Task instructions
Which lines below contain "calls"? Copy every one of them.

Records for the task
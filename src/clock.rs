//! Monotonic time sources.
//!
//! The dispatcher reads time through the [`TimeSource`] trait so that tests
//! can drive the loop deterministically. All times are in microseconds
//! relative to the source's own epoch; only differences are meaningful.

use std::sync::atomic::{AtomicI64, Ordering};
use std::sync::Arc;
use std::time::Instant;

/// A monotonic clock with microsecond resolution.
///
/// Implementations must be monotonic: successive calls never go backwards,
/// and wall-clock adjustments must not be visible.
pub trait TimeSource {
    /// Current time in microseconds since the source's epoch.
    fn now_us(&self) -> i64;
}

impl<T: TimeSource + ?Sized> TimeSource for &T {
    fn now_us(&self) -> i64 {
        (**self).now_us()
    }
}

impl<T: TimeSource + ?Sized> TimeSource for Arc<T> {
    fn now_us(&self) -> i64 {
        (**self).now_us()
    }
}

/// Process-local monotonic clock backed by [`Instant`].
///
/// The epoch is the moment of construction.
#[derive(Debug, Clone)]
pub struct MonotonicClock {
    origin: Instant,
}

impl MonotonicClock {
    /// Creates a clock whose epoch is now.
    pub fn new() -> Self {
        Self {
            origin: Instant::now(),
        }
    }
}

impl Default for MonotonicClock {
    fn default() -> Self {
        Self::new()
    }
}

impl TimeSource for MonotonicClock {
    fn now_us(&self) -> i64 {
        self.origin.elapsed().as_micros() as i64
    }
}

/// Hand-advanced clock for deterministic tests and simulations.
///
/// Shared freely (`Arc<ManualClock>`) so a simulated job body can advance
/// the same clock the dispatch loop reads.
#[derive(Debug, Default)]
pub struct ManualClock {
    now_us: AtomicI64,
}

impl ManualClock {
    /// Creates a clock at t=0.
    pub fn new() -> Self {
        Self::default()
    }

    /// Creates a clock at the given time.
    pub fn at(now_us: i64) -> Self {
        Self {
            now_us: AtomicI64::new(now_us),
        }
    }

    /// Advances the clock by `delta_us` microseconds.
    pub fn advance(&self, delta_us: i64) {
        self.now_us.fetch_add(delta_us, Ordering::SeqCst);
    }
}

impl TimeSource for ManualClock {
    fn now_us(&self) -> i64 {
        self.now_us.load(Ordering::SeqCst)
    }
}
---
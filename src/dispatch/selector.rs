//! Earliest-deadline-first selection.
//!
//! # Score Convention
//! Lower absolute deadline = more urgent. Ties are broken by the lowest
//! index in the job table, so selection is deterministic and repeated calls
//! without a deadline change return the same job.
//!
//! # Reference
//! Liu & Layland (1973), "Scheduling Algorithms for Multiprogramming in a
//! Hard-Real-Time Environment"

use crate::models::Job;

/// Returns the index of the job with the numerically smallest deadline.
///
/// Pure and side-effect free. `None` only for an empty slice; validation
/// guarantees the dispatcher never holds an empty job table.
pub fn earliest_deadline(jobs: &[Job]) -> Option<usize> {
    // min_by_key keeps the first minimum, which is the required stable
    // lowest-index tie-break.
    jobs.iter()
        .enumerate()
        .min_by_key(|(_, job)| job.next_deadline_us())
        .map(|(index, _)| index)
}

Response area
/// Implementations must be monotonic: successive calls never go backwards,
//! index in the job table, so selection is deterministic and repeated calls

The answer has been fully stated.